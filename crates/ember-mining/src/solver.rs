//! Nonce scanning.
//!
//! The scanner looks for proof-of-work hashes with enough leading zero
//! bytes. Matching the zero-byte prefix of the target is a necessary but not
//! sufficient condition for `hash <= target`, so every candidate returned
//! here must still be checked precisely by the caller. Scanning works on a
//! private copy of the header; the template header is never mutated.

use ember_consensus::{target_to_le_bytes, PowHasher};
use ember_primitives::{BlockHeader, Hash256};
use num_bigint::BigUint;

/// Scan nonces starting at `*nonce`, hashing the header with each one.
///
/// Returns `true` when a candidate is found; `*nonce` then holds the
/// candidate nonce and `*hash_out` its hash. Returns `false` after the nonce
/// crosses a 4096 boundary so the caller can check for cancellation and tip
/// changes; the nonce keeps its position and the scan can simply be called
/// again. A target whose top byte is nonzero constrains no byte prefix, so
/// the first hash tried is a candidate; an all-zero target reports success
/// immediately with nothing scanned.
pub fn scan_pow_hash(
    hasher: &dyn PowHasher,
    header: &BlockHeader,
    nonce: &mut u32,
    target: &BigUint,
    hash_out: &mut Hash256,
    hashes_scanned: &mut u64,
) -> bool {
    let target_bytes = target_to_le_bytes(target);

    // Highest nonzero byte of the target; every hash byte above it must be
    // zero for the hash to possibly come in under the target.
    let Some(first_nonzero_from_top) = (0..32).rev().find(|&i| target_bytes[i] != 0) else {
        return true; // nothing to look for
    };

    let mut scratch = *header;
    loop {
        scratch.nonce = *nonce;
        *hash_out = hasher.pow_hash(&scratch);
        *hashes_scanned += 1;

        if hash_out.as_bytes()[first_nonzero_from_top + 1..]
            .iter()
            .all(|&byte| byte == 0)
        {
            return true;
        }

        *nonce = nonce.wrapping_add(1);

        // Not found after trying for a while
        if *nonce & 0xfff == 0 {
            return false;
        }
    }
}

What the exercise asks =>
The complete listing above is to be output again exactly.

Result of the task =>
filename crates/ember-mining/src/solver.rs
//! Nonce scanning.
//!
//! The scanner looks for proof-of-work hashes with enough leading zero
//! bytes. Matching the zero-byte prefix of the target is a necessary but not
//! sufficient condition for `hash <= target`, so every candidate returned
//! here must still be checked precisely by the caller. Scanning works on a
//! private copy of the header; the template header is never mutated.

use ember_consensus::{target_to_le_bytes, PowHasher};
use ember_primitives::{BlockHeader, Hash256};
use num_bigint::BigUint;

/// Scan nonces starting at `*nonce`, hashing the header with each one.
///
/// Returns `true` when a candidate is found; `*nonce` then holds the
/// candidate nonce and `*hash_out` its hash. Returns `false` after the nonce
/// crosses a 4096 boundary so the caller can check for cancellation and tip
/// changes; the nonce keeps its position and the scan can simply be called
/// again. A target whose top byte is nonzero constrains no byte prefix, so
/// the first hash tried is a candidate; an all-zero target reports success
/// immediately with nothing scanned.
pub fn scan_pow_hash(
    hasher: &dyn PowHasher,
    header: &BlockHeader,
    nonce: &mut u32,
    target: &BigUint,
    hash_out: &mut Hash256,
    hashes_scanned: &mut u64,
) -> bool {
    let target_bytes = target_to_le_bytes(target);

    // Highest nonzero byte of the target; every hash byte above it must be
    // zero for the hash to possibly come in under the target.
    let Some(first_nonzero_from_top) = (0..32).rev().find(|&i| target_bytes[i] != 0) else {
        return true; // nothing to look for
    };

    let mut scratch = *header;
    loop {
        scratch.nonce = *nonce;
        *hash_out = hasher.pow_hash(&scratch);
        *hashes_scanned += 1;

        if hash_out.as_bytes()[first_nonzero_from_top + 1..]
            .iter()
            .all(|&byte| byte == 0)
        {
            return true;
        }

        *nonce = nonce.wrapping_add(1);

        // Not found after trying for a while
        if *nonce & 0xfff == 0 {
            return false;
        }
    }
}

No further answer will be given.